Exercise details:
In the entries, find all lines that hold the word "CompileError" and copy them.

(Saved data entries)
::::::::

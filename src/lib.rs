//! A JSON Schema draft-4 validator.
//!
//! [`Schema::compile`] turns a parsed schema document into an immutable
//! tree; [`validate`] walks a document against it and returns a [`Report`]
//! of every violation, with best-match diagnostics for `anyOf`/`oneOf`.
//!
//! ```
//! use serde_json::json;
//!
//! let schema = jsonvet::Schema::compile(&json!({
//!     "type": "object",
//!     "properties": {"name": {"type": "string", "minLength": 1}},
//!     "required": ["name"],
//! }))?;
//!
//! let report = jsonvet::validate(&schema, &json!({"name": ""}));
//! assert!(!report.valid());
//! assert_eq!(report.to_json(), json!({"(root).name": [["minLength", 1]]}));
//! # Ok::<(), jsonvet::CompileError>(())
//! ```

pub mod canon;
pub mod cli;
pub mod compile;
pub mod context;
pub mod prep;
pub mod report;
pub mod schema;
pub mod validate;
pub mod value;

pub use compile::CompileError;
pub use report::{Keyword, Report, ValidationError};
pub use schema::Schema;
pub use validate::validate;
pub use value::JsonType;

::::::::

Result of this exercise:
//! # Ok::<(), jsonvet::CompileError>(())
pub use compile::CompileError;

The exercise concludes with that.